Daniel Neri

Personal information
- Full name: Daniel Jorge Neri Marinho
- Date of birth: 11 July 1979 (age 45)
- Place of birth: Amarante, Portugal

Team information
- Current team: Madureira (head coach)

Managerial career
- Years: Team
- 2008–2010: Progresso [pt]
- 2010–2012: Dragon Force
- 2012–2013: Porto-PE U20
- 2013: Porto-PE
- 2014: Sport Recife U17
- 2015–2017: Sport Recife U20
- 2018: Flamengo de Arcoverde
- 2019–2021: Salgueiro
- 2021: Sampaio Corrêa
- 2021: América de Natal
- 2022: Sergipe
- 2024: Madureira
- 2025–: Madureira

= Daniel Neri =

Portuguese football manager

Daniel Jorge Neri Marinho (born 11 July 1979) is a Portuguese football manager, currently the head coach of Brazilian club Madureira.

==Career==
Born in Amarante, Tâmega e Sousa, Neri had an experience in charge of the lowly side Sport Progresso, and with Dragon Force (a youth setup linked to FC Porto) before moving permanently to Brazil in 2012. He then joined Porto-PE's youth setup before being named manager of the first team for the 2014 Campeonato Pernambucano, which started in December 2013.

Neri was sacked by Porto on 30 December 2013, and moved to Sport Recife in the following year, being initially an under-17 manager.
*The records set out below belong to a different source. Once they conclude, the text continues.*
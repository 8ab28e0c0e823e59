//! Logging setup for applications embedding the profile manager
//!
//! The crate only emits `tracing` events; installing a subscriber is up to
//! the application. [`setup_logging`] covers the common case for binaries
//! and demos. Passwords are redacted from `Profile`'s `Debug` output, so
//! profiles can be logged with `{:?}`.

use tracing::Level;
use tracing_subscriber::filter::LevelFilter;
use tracing_subscriber::fmt::format::FmtSpan;
use tracing_subscriber::EnvFilter;

use crate::config::ProfileManagerConfig;
use crate::error::{ProfileError, Result};

/// Subscriber settings
#[derive(Debug, Clone, PartialEq, Eq)]
pub struct LoggingConfig {
    /// Level for events not matched by a `RUST_LOG` directive
    pub level: Level,
    /// Emit JSON lines instead of text
    pub json: bool,
    /// Log manager operation spans when they close
    pub spans: bool,
}

impl Default for LoggingConfig {
    fn default() -> Self {
        Self::new(Level::INFO)
    }
}

impl LoggingConfig {
    pub fn new(level: Level) -> Self {
        Self {
            level,
            json: false,
            spans: false,
        }
    }

    /// Settings matching the `log_level` of a manager configuration
    pub fn for_manager(config: &ProfileManagerConfig) -> Result<Self> {
        Ok(Self::new(parse_log_level(&config.log_level)?))
    }

    pub fn json(mut self, enabled: bool) -> Self {
        self.json = enabled;
        self
    }

    pub fn spans(mut self, enabled: bool) -> Self {
        self.spans = enabled;
        self
    }
}

/// Install the global subscriber
///
/// Fails if one is already installed.
pub fn setup_logging(config: &LoggingConfig) -> Result<()> {
    let filter = EnvFilter::builder()
        .with_default_directive(LevelFilter::from_level(config.level).into())
        .from_env_lossy();

    let span_events = if config.spans { FmtSpan::CLOSE } else { FmtSpan::NONE };
    let builder = tracing_subscriber::fmt()
        .with_env_filter(filter)
        .with_span_events(span_events)
        .with_target(true);

    let installed = if config.json {
        builder.json().try_init()
    } else {
        builder.try_init()
    };
    installed.map_err(|e| ProfileError::config(format!("failed to install logger: {}", e)))
}

/// Parse a level name such as `"debug"` (case-insensitive)
pub fn parse_log_level(level: &str) -> Result<Level> {
    level
        .trim()
        .parse::<Level>()
        .map_err(|_| ProfileError::config(format!("unknown log level '{}'", level)))
}
//! Shared helpers for profile-core integration tests

#![allow(dead_code)]

use std::collections::{HashMap, HashSet};
use std::sync::Arc;
use std::time::Duration;

use async_trait::async_trait;
use parking_lot::Mutex;
use tempfile::TempDir;
use tokio::sync::mpsc;

use rvoip_profile_core::{
    Profile, ProfileError, ProfileManager, ProfileManagerConfig, RegistrationListener,
    RegistrationPurpose, RegistrationService, Result, StatusObserver, StatusUpdate,
};

/// A call made against the mock registration service
#[derive(Debug, Clone, PartialEq, Eq)]
pub enum ServiceCall {
    Open(String),
    Close(String),
    Probe(String),
}

/// Registration service that records calls and lets tests drive callbacks
#[derive(Default)]
pub struct MockRegistrationService {
    calls: Mutex<Vec<ServiceCall>>,
    listeners: Mutex<HashMap<String, RegistrationListener>>,
    registered: Mutex<HashSet<String>>,
    failing_opens: Mutex<HashSet<String>>,
    failing_closes: Mutex<HashSet<String>>,
    failing_probes: Mutex<HashSet<String>>,
    /// When set, every open immediately reports done with this expiry
    auto_complete: Mutex<Option<i64>>,
}

impl MockRegistrationService {
    pub fn new() -> Arc<Self> {
        Arc::new(Self::default())
    }

    pub fn calls(&self) -> Vec<ServiceCall> {
        self.calls.lock().clone()
    }

    pub fn opens(&self) -> Vec<String> {
        self.calls()
            .into_iter()
            .filter_map(|call| match call {
                ServiceCall::Open(identity) => Some(identity),
                _ => None,
            })
            .collect()
    }

    pub fn closes(&self) -> Vec<String> {
        self.calls()
            .into_iter()
            .filter_map(|call| match call {
                ServiceCall::Close(identity) => Some(identity),
                _ => None,
            })
            .collect()
    }

    pub fn clear_calls(&self) {
        self.calls.lock().clear();
    }

    /// Listener handed over by the most recent open for `identity`
    pub fn listener(&self, identity: &str) -> RegistrationListener {
        self.listeners
            .lock()
            .get(identity)
            .cloned()
            .unwrap_or_else(|| panic!("no open recorded for '{}'", identity))
    }

    pub fn mark_registered(&self, identity: &str) {
        self.registered.lock().insert(identity.to_string());
    }

    pub fn fail_open(&self, identity: &str) {
        self.failing_opens.lock().insert(identity.to_string());
    }

    pub fn fail_close(&self, identity: &str) {
        self.failing_closes.lock().insert(identity.to_string());
    }

    pub fn fail_probe(&self, identity: &str) {
        self.failing_probes.lock().insert(identity.to_string());
    }

    pub fn complete_opens_with(&self, expiry_secs: i64) {
        *self.auto_complete.lock() = Some(expiry_secs);
    }
}

#[async_trait]
impl RegistrationService for MockRegistrationService {
    async fn open(
        &self,
        profile: &Profile,
        _purpose: RegistrationPurpose,
        listener: RegistrationListener,
    ) -> Result<()> {
        let identity = profile.identity().to_string();
        self.calls.lock().push(ServiceCall::Open(identity.clone()));
        if self.failing_opens.lock().contains(&identity) {
            return Err(ProfileError::protocol(&identity, "503 Service Unavailable"));
        }
        self.listeners.lock().insert(identity.clone(), listener.clone());

        let expiry = *self.auto_complete.lock();
        if let Some(expiry_secs) = expiry {
            listener.on_registering(&identity);
            listener.on_registration_done(&identity, expiry_secs);
        }
        Ok(())
    }

    async fn close(&self, identity: &str) -> Result<()> {
        self.calls.lock().push(ServiceCall::Close(identity.to_string()));
        if self.failing_closes.lock().contains(identity) {
            return Err(ProfileError::protocol(identity, "transaction timed out"));
        }
        self.registered.lock().remove(identity);
        Ok(())
    }

    async fn is_registered(&self, identity: &str) -> Result<bool> {
        self.calls.lock().push(ServiceCall::Probe(identity.to_string()));
        if self.failing_probes.lock().contains(identity) {
            return Err(ProfileError::protocol(identity, "service not bound"));
        }
        Ok(self.registered.lock().contains(identity))
    }
}

/// Observer forwarding every status update into a channel
pub struct ChannelObserver {
    tx: mpsc::UnboundedSender<StatusUpdate>,
}

impl ChannelObserver {
    pub fn new() -> (Arc<Self>, mpsc::UnboundedReceiver<StatusUpdate>) {
        let (tx, rx) = mpsc::unbounded_channel();
        (Arc::new(Self { tx }), rx)
    }
}

#[async_trait]
impl StatusObserver for ChannelObserver {
    async fn on_status_changed(&self, update: StatusUpdate) {
        let _ = self.tx.send(update);
    }
}

/// Wait for the next update about `identity`, skipping others
pub async fn next_update_for(
    rx: &mut mpsc::UnboundedReceiver<StatusUpdate>,
    identity: &str,
) -> StatusUpdate {
    tokio::time::timeout(Duration::from_secs(5), async {
        loop {
            let update = rx.recv().await.expect("observer channel closed");
            if update.identity == identity {
                return update;
            }
        }
    })
    .await
    .expect("timed out waiting for status update")
}

/// A fully filled-in profile
pub fn profile(name: &str) -> Profile {
    Profile::new(name, "sip.example.com", name, "secret").with_display_name(name.to_uppercase())
}

/// Manager over a fresh temporary store
pub fn manager_with(
    service: &Arc<MockRegistrationService>,
    auto_register: bool,
) -> (ProfileManager, TempDir) {
    let temp_dir = TempDir::new().unwrap();
    let manager = manager_at(&temp_dir, service, auto_register);
    (manager, temp_dir)
}

/// Manager over an existing store directory
pub fn manager_at(
    temp_dir: &TempDir,
    service: &Arc<MockRegistrationService>,
    auto_register: bool,
) -> ProfileManager {
    let config = ProfileManagerConfig::new(temp_dir.path().join("profiles"))
        .with_auto_register(auto_register);
    let service: Arc<dyn RegistrationService> = service.clone();
    ProfileManager::new(config, service).expect("failed to create profile manager")
}
//! Node lifecycle: identity, listening, then responder or initiator mode.
//!
//! Everything the driver learns is written as plain lines to its output
//! sink. Those lines are the only interface to the log analyzer, so their
//! wording (`Peer ID:`, `Listening on:`, `Connected to`, `Message <n> ...`)
//! must stay stable.

use std::fmt;
use std::future::Future;
use std::io::{self, Write};
use std::time::Duration;

use super::host::{HostError, PeerHost};
use crate::analysis::types::EXPECTED_PING_ATTEMPTS;
use crate::config::NodeConfig;

/// Liveness iterations after a successful connect; the analyzer scores
/// against the same count
pub const PROBE_COUNT: u32 = EXPECTED_PING_ATTEMPTS;

/// Pause between liveness iterations
pub const PROBE_INTERVAL: Duration = Duration::from_secs(1);

/// How a node run ended
#[derive(Debug, Clone, Copy, PartialEq, Eq)]
pub enum NodeOutcome {
    /// Responder mode stopped by the shutdown signal
    ShutdownRequested,
    /// Initiator could not reach the target; the process stays healthy
    ConnectFailed,
    ProbesCompleted { active: u32, failed: u32 },
}

/// Fatal node failures
#[derive(Debug, thiserror::Error)]
pub enum NodeError {
    #[error("failed to start node: {0}")]
    Startup(#[source] HostError),
    #[error("failed to write node output: {0}")]
    Output(#[from] io::Error),
}

pub struct NodeDriver<W> {
    out: W,
    config: NodeConfig,
}

impl<W: Write> NodeDriver<W> {
    pub fn new(out: W, config: NodeConfig) -> Self {
        Self { out, config }
    }

    pub fn into_inner(self) -> W {
        self.out
    }

    fn emit(&mut self, line: fmt::Arguments<'_>) -> io::Result<()> {
        writeln!(self.out, "{}", line)?;
        self.out.flush()
    }

    /// Start a node and run it in the mode selected by `target`.
    ///
    /// `create_host` generates the identity. Without a target the node
    /// responds until `shutdown` resolves; with one it dials the target and
    /// runs the liveness loop, then returns.
    pub async fn run<H, F>(
        &mut self,
        create_host: impl FnOnce() -> Result<H, HostError>,
        target: Option<&str>,
        shutdown: F,
    ) -> Result<NodeOutcome, NodeError>
    where
        H: PeerHost,
        F: Future<Output = ()>,
    {
        let mut host = self.start(create_host).await?;

        match target {
            Some(target) => self.connect_and_ping(&mut host, target).await,
            None => {
                self.emit(format_args!("Waiting for connections..."))?;
                self.wait_for_shutdown(&mut host, shutdown).await
            }
        }
    }

    async fn start<H: PeerHost>(
        &mut self,
        create_host: impl FnOnce() -> Result<H, HostError>,
    ) -> Result<H, NodeError> {
        let port = self.config.listen_port;
        let started = async move {
            let mut host = create_host()?;
            let bound = host.listen(port).await?;
            log::debug!("Bound {} listen addresses", bound.len());
            Ok::<H, HostError>(host)
        }
        .await;

        let host = match started {
            Ok(host) => host,
            Err(e) => {
                log::error!("Node startup failed: {}", e);
                self.emit(format_args!("Failed to start node: {}", e))?;
                return Err(NodeError::Startup(e));
            }
        };

        let peer_id = host.local_id();
        self.emit(format_args!("interop node started"))?;
        self.emit(format_args!("Peer ID: {}", peer_id))?;
        for addr in host.local_addresses() {
            self.emit(format_args!("Listening on: {}/p2p/{}", addr, peer_id))?;
        }
        log::info!("Node {} listening", peer_id);

        Ok(host)
    }

    async fn wait_for_shutdown<H, F>(
        &mut self,
        host: &mut H,
        shutdown: F,
    ) -> Result<NodeOutcome, NodeError>
    where
        H: PeerHost,
        F: Future<Output = ()>,
    {
        // No timeout: only the shutdown signal ends responder mode
        tokio::select! {
            _ = shutdown => {}
            _ = host.drive() => {}
        }

        self.emit(format_args!("Received shutdown signal"))?;
        Ok(NodeOutcome::ShutdownRequested)
    }

    async fn connect_and_ping<H: PeerHost>(
        &mut self,
        host: &mut H,
        target: &str,
    ) -> Result<NodeOutcome, NodeError> {
        self.emit(format_args!("Attempting to connect to: {}", target))?;

        let peer = match host.parse_peer(target) {
            Ok(peer) => peer,
            Err(e) => return self.connect_failed(e),
        };

        self.emit(format_args!("Connecting to peer: {}", peer))?;
        if let Err(e) = host.connect(&peer).await {
            return self.connect_failed(e);
        }
        self.emit(format_args!("Connected to {}", peer))?;

        self.emit(format_args!("Sending {} messages to {}", PROBE_COUNT, peer))?;

        let mut active = 0;
        let mut failed = 0;
        for n in 1..=PROBE_COUNT {
            match host.check_liveness(&peer) {
                Ok(()) => {
                    self.emit(format_args!("Message {} - Connection active", n))?;
                    active += 1;
                }
                Err(e) => {
                    log::warn!("Liveness check {} against {} failed: {}", n, peer, e);
                    self.emit(format_args!("Message {} failed: {}", n, e))?;
                    failed += 1;
                }
            }
            self.pause(host).await;
        }

        log::info!("Liveness loop finished: {} active, {} failed", active, failed);
        Ok(NodeOutcome::ProbesCompleted { active, failed })
    }

    fn connect_failed(&mut self, error: HostError) -> Result<NodeOutcome, NodeError> {
        log::warn!("Could not connect to peer: {}", error);
        self.emit(format_args!("Connection failed: {}", error))?;
        Ok(NodeOutcome::ConnectFailed)
    }

    /// Sleep one probe interval while the host keeps servicing the network
    async fn pause<H: PeerHost>(&self, host: &mut H) {
        tokio::select! {
            _ = tokio::time::sleep(PROBE_INTERVAL) => {}
            _ = host.drive() => {}
        }
    }
}
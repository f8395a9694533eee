//! The networking collaborator the node driver talks to.
//!
//! The driver never touches a concrete peer-to-peer stack; it only needs a
//! host that can produce an identity, listen, resolve a peer address, dial
//! it and report whether the connection is still up.

use std::fmt;

/// Failures reported by a [`PeerHost`]
#[derive(Debug, thiserror::Error)]
pub enum HostError {
    #[error("identity generation failed: {0}")]
    Identity(String),
    #[error("listen failed: {0}")]
    Listen(String),
    #[error("invalid peer address {address}: {reason}")]
    InvalidAddress { address: String, reason: String },
    #[error("dial failed: {0}")]
    Connect(String),
    #[error("connection attempt timed out")]
    Timeout,
    #[error("not connected to {0}")]
    NotConnected(String),
}

/// Capability contract of the peer-to-peer library under test
#[allow(async_fn_in_trait)]
pub trait PeerHost {
    /// Routable descriptor of a remote peer; displays as its peer id
    type Peer: fmt::Display;

    /// Textual peer id of the local identity
    fn local_id(&self) -> String;

    /// Bind `/ip4/0.0.0.0/tcp/<port>` and return the bound addresses
    async fn listen(&mut self, port: u16) -> Result<Vec<String>, HostError>;

    /// Every address currently bound
    fn local_addresses(&self) -> Vec<String>;

    /// Resolve the peer-addressable string form into a descriptor
    fn parse_peer(&self, address: &str) -> Result<Self::Peer, HostError>;

    async fn connect(&mut self, peer: &Self::Peer) -> Result<(), HostError>;

    /// Liveness status of an established connection, not a protocol round trip
    fn check_liveness(&mut self, peer: &Self::Peer) -> Result<(), HostError>;

    /// Service the network while the caller is suspended; never completes
    async fn drive(&mut self);
}
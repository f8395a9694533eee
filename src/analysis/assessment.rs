//! Interoperability verdict from the aggregated statistics.

use super::types::*;

#[derive(Debug, thiserror::Error)]
pub enum AssessmentError {
    #[error("Expected ping attempts must be greater than zero")]
    ZeroExpectedAttempts,
}

/// Bucket a mean RTT; 0 means no data was observed
pub fn performance_category(average_rtt_ms: f64) -> PerformanceCategory {
    if average_rtt_ms == 0.0 {
        PerformanceCategory::NoData
    } else if average_rtt_ms < 10.0 {
        PerformanceCategory::Excellent
    } else if average_rtt_ms < 50.0 {
        PerformanceCategory::Good
    } else if average_rtt_ms < 100.0 {
        PerformanceCategory::Fair
    } else {
        PerformanceCategory::Poor
    }
}

/// Success rate in percent at full precision
pub fn success_rate(successful: u32, expected_attempts: u32) -> Result<f64, AssessmentError> {
    if expected_attempts == 0 {
        return Err(AssessmentError::ZeroExpectedAttempts);
    }
    Ok(100.0 * successful as f64 / expected_attempts as f64)
}

/// Apply the threshold rules to one run
pub fn assess(
    stats: &OverallStats,
    client: &ClientRunResult,
    server: &ServerRunResult,
) -> Result<InteropAssessment, AssessmentError> {
    let rate = success_rate(stats.successful_pings, stats.total_ping_attempts)?;

    let interoperability_status = if rate >= PASS_THRESHOLD_PERCENT {
        InteropStatus::Pass
    } else {
        InteropStatus::Fail
    };

    Ok(InteropAssessment {
        success_rate_percentage: (rate * 10.0).round() / 10.0,
        interoperability_status,
        connection_compatibility: server.startup_successful
            && client.connection_status == ConnectionStatus::Connected,
        protocol_compliance: !client.rtts.is_empty(),
        performance_category: performance_category(stats.average_rtt_ms.unwrap_or(0.0)),
    })
}

#[cfg(test)]
mod tests {
    use super::*;

    fn stats(successful: u32, average: Option<f64>) -> OverallStats {
        OverallStats {
            total_ping_attempts: EXPECTED_PING_ATTEMPTS,
            successful_pings: successful,
            failed_pings: 0,
            average_rtt_ms: average,
            min_rtt_ms: average,
            max_rtt_ms: average,
            std_dev_rtt_ms: average.map(|_| 0.0),
            connection_established: true,
        }
    }

    #[test]
    fn test_threshold_is_inclusive() {
        let client = ClientRunResult::default();
        let server = ServerRunResult::default();

        let a = assess(&stats(3, Some(5.0)), &client, &server).unwrap();
        assert_eq!(a.success_rate_percentage, 60.0);
        assert_eq!(a.interoperability_status, InteropStatus::Pass);

        let a = assess(&stats(2, Some(5.0)), &client, &server).unwrap();
        assert_eq!(a.success_rate_percentage, 40.0);
        assert_eq!(a.interoperability_status, InteropStatus::Fail);
    }

    #[test]
    fn test_success_rate_for_every_count() {
        for successful in 0..=5 {
            let rate = success_rate(successful, EXPECTED_PING_ATTEMPTS).unwrap();
            assert_eq!(rate, 20.0 * successful as f64);
        }
        assert!(success_rate(1, 0).is_err());
    }

    #[test]
    fn test_performance_buckets() {
        assert_eq!(performance_category(0.0), PerformanceCategory::NoData);
        assert_eq!(performance_category(9.99), PerformanceCategory::Excellent);
        assert_eq!(performance_category(10.0), PerformanceCategory::Good);
        assert_eq!(performance_category(49.99), PerformanceCategory::Good);
        assert_eq!(performance_category(50.0), PerformanceCategory::Fair);
        assert_eq!(performance_category(100.0), PerformanceCategory::Poor);
    }

    #[test]
    fn test_compatibility_and_compliance() {
        let client = ClientRunResult {
            connection_status: ConnectionStatus::Connected,
            rtts: vec![3.0],
            successful_pings: 1,
            ..Default::default()
        };
        let mut server = ServerRunResult {
            startup_successful: true,
            ..Default::default()
        };

        let a = assess(&stats(1, Some(3.0)), &client, &server).unwrap();
        assert!(a.connection_compatibility);
        assert!(a.protocol_compliance);
        assert_eq!(a.performance_category, PerformanceCategory::Excellent);

        server.startup_successful = false;
        let a = assess(&stats(1, Some(3.0)), &client, &server).unwrap();
        assert!(!a.connection_compatibility);
    }

    #[test]
    fn test_no_data_without_samples() {
        let a = assess(
            &stats(0, None),
            &ClientRunResult::default(),
            &ServerRunResult::default(),
        )
        .unwrap();
        assert_eq!(a.performance_category, PerformanceCategory::NoData);
        assert!(!a.protocol_compliance);
    }
}
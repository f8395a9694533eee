//! Offline analysis of interop node logs.
//!
//! Pattern extraction, per-role parsing, statistics, the PASS/FAIL
//! assessment and report output, run strictly in that order.

pub mod types;
pub mod patterns;
pub mod log_parser;
pub mod metrics;
pub mod assessment;
pub mod report;

pub use types::*;
pub use log_parser::{parse_client_log, parse_server_log};
pub use metrics::build_report;
pub use assessment::AssessmentError;
pub use report::{generate_json_report, generate_text_report, print_summary};
//! # Interop Harness - ping interoperability checks between libp2p stacks
//!
//! This library provides the two halves of a cross-implementation ping test:
//! a node that listens or dials and narrates what it sees on stdout, and an
//! offline analyzer that turns two such logs into a PASS/FAIL report.
//!
//! ## Overview
//!
//! The stages never talk to each other directly. A node run produces a log
//! file; the analyzer reads the logs afterwards (a missing log is treated as
//! an empty one) and writes `results/metrics_report.json`.
//!
//! ## Architecture
//!
//! - `node`: the `PeerHost` capability trait, its libp2p implementation and
//!   the `NodeDriver` that runs responder or initiator mode
//! - `analysis`: pattern extraction, per-role log parsing, statistics,
//!   assessment and report output
//! - `config` / `config_loader`: YAML configuration shared by both binaries
//!
//! ## Node log contract
//!
//! ```text
//! Peer ID: <id>
//! Listening on: <addr>/p2p/<id>
//! Connecting to peer: <id>
//! Connected to <id>
//! Message <n> - Connection active
//! Message <n> failed: <reason>
//! Connection failed: <reason>
//! ```
//!
//! ## Example Usage
//!
//! ```rust,no_run
//! use std::path::Path;
//! use interop_harness::analysis;
//!
//! let client = analysis::parse_client_log(Path::new("results/py-client-test1.log"))?;
//! let server = analysis::parse_server_log(Path::new("results/go-server.log"))?;
//! let report = analysis::build_report(
//!     chrono::Local::now().to_rfc3339(),
//!     server,
//!     client,
//! )?;
//! println!("{}", report.interoperability_assessment.interoperability_status);
//! # Ok::<(), color_eyre::Report>(())
//! ```
//!
//! ## Error Handling
//!
//! Library seams use `thiserror` enums (`HostError`, `NodeError`,
//! `AssessmentError`, `ValidationError`); file-level operations and the
//! binaries use `color_eyre` for context-rich reports.

pub mod analysis;
pub mod config;
pub mod config_loader;
pub mod node;
//! Aggregate statistics over a client/server run and report assembly.

use super::assessment::{assess, AssessmentError};
use super::types::*;

/// Round to 2 decimal places for presentation
fn round2(value: f64) -> f64 {
    (value * 100.0).round() / 100.0
}

fn mean(values: &[f64]) -> f64 {
    if values.is_empty() {
        return 0.0;
    }
    values.iter().sum::<f64>() / values.len() as f64
}

/// Sample standard deviation; a single sample has a deviation of 0
fn std_dev(values: &[f64]) -> f64 {
    if values.len() < 2 {
        return 0.0;
    }
    let m = mean(values);
    let variance =
        values.iter().map(|v| (v - m).powi(2)).sum::<f64>() / (values.len() - 1) as f64;
    variance.sqrt()
}

/// Compute the statistics block.
///
/// Latency figures are only defined when at least one RTT was observed;
/// without samples they stay `None` and the success count is reported as 0.
pub fn compute_overall_stats(client: &ClientRunResult) -> OverallStats {
    let connection_established = client.connection_status == ConnectionStatus::Connected;

    if client.rtts.is_empty() {
        return OverallStats {
            total_ping_attempts: EXPECTED_PING_ATTEMPTS,
            successful_pings: 0,
            failed_pings: client.failed_pings,
            average_rtt_ms: None,
            min_rtt_ms: None,
            max_rtt_ms: None,
            std_dev_rtt_ms: None,
            connection_established,
        };
    }

    let rtts = &client.rtts;
    let min = rtts.iter().copied().fold(f64::INFINITY, f64::min);
    let max = rtts.iter().copied().fold(f64::NEG_INFINITY, f64::max);

    OverallStats {
        total_ping_attempts: EXPECTED_PING_ATTEMPTS,
        successful_pings: client.successful_pings,
        failed_pings: client.failed_pings,
        average_rtt_ms: Some(round2(mean(rtts))),
        min_rtt_ms: Some(round2(min)),
        max_rtt_ms: Some(round2(max)),
        std_dev_rtt_ms: Some(round2(std_dev(rtts))),
        connection_established,
    }
}

/// Combine both run results into the final report
pub fn build_report(
    timestamp: String,
    server: ServerRunResult,
    client: ClientRunResult,
) -> Result<MetricsReport, AssessmentError> {
    let overall_stats = compute_overall_stats(&client);
    let interoperability_assessment = assess(&overall_stats, &client, &server)?;

    Ok(MetricsReport {
        test_timestamp: timestamp,
        test_configuration: TestConfiguration::default(),
        server_info: server,
        client_results: client,
        overall_stats,
        interoperability_assessment,
    })
}

#[cfg(test)]
mod tests {
    use super::*;

    fn client_with(rtts: Vec<f64>) -> ClientRunResult {
        ClientRunResult {
            successful_pings: rtts.len() as u32,
            rtts,
            connection_status: ConnectionStatus::Connected,
            ..Default::default()
        }
    }

    #[test]
    fn test_no_samples_omits_latency() {
        let mut client = client_with(vec![]);
        client.successful_pings = 3;
        client.failed_pings = 1;

        let stats = compute_overall_stats(&client);
        assert_eq!(stats.total_ping_attempts, 5);
        assert_eq!(stats.successful_pings, 0);
        assert_eq!(stats.failed_pings, 1);
        assert!(stats.connection_established);
        assert!(stats.average_rtt_ms.is_none());
        assert!(stats.min_rtt_ms.is_none());
        assert!(stats.max_rtt_ms.is_none());
        assert!(stats.std_dev_rtt_ms.is_none());

        let json = serde_json::to_value(&stats).unwrap();
        assert!(json.get("average_rtt_ms").is_none());
        assert!(json.get("std_dev_rtt_ms").is_none());
    }

    #[test]
    fn test_single_sample_std_dev_is_zero() {
        let stats = compute_overall_stats(&client_with(vec![42.0]));
        assert_eq!(stats.std_dev_rtt_ms, Some(0.0));
        assert_eq!(stats.average_rtt_ms, Some(42.0));
        assert_eq!(stats.min_rtt_ms, Some(42.0));
        assert_eq!(stats.max_rtt_ms, Some(42.0));
    }

    #[test]
    fn test_statistics_rounded() {
        let stats = compute_overall_stats(&client_with(vec![1.0, 2.0, 2.0]));
        assert_eq!(stats.average_rtt_ms, Some(1.67));
        assert_eq!(stats.min_rtt_ms, Some(1.0));
        assert_eq!(stats.max_rtt_ms, Some(2.0));
        // sample deviation: sqrt(1/3) = 0.577...
        assert_eq!(stats.std_dev_rtt_ms, Some(0.58));
    }

    #[test]
    fn test_scenario_mean() {
        let stats = compute_overall_stats(&client_with(vec![12.5, 15.0]));
        assert_eq!(stats.average_rtt_ms, Some(13.75));
        assert_eq!(stats.std_dev_rtt_ms, Some(1.77));
    }

    #[test]
    fn test_build_report_uses_fixed_run_shape() {
        let report = build_report(
            "now".to_string(),
            ServerRunResult::default(),
            client_with(vec![1.0]),
        )
        .unwrap();
        assert_eq!(report.overall_stats.total_ping_attempts, EXPECTED_PING_ATTEMPTS);
        assert_eq!(report.test_configuration, TestConfiguration::default());
        assert_eq!(report.test_configuration.protocol, "/ipfs/ping/1.0.0");
        assert_eq!(report.interoperability_assessment.success_rate_percentage, 20.0);
    }
}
In December 2017, after being in charge of the under-20s, he was appointed manager of Flamengo de Arcoverde for the ensuing campaign.

Neri was dismissed on 8 February 2018, after being winless in the first five matches of the Pernambucano. He remained more than a year without a club before being named at the helm of Salgueiro on 16 April 2019.

In the 2020 Pernambucano, Neri led Salgueiro to their first-ever title, which also made them the first club outside Recife to win the tournament, and became the first European to lift the trophy. In the 2020 Série D, the club reached the round of 16 but was knocked out by Altos.

On 29 April 2021, Neri replaced Rafael Guanaes at Série B club Sampaio Corrêa. On 27 May, despite winning the year's Campeonato Maranhense, he left the club on a mutual agreement.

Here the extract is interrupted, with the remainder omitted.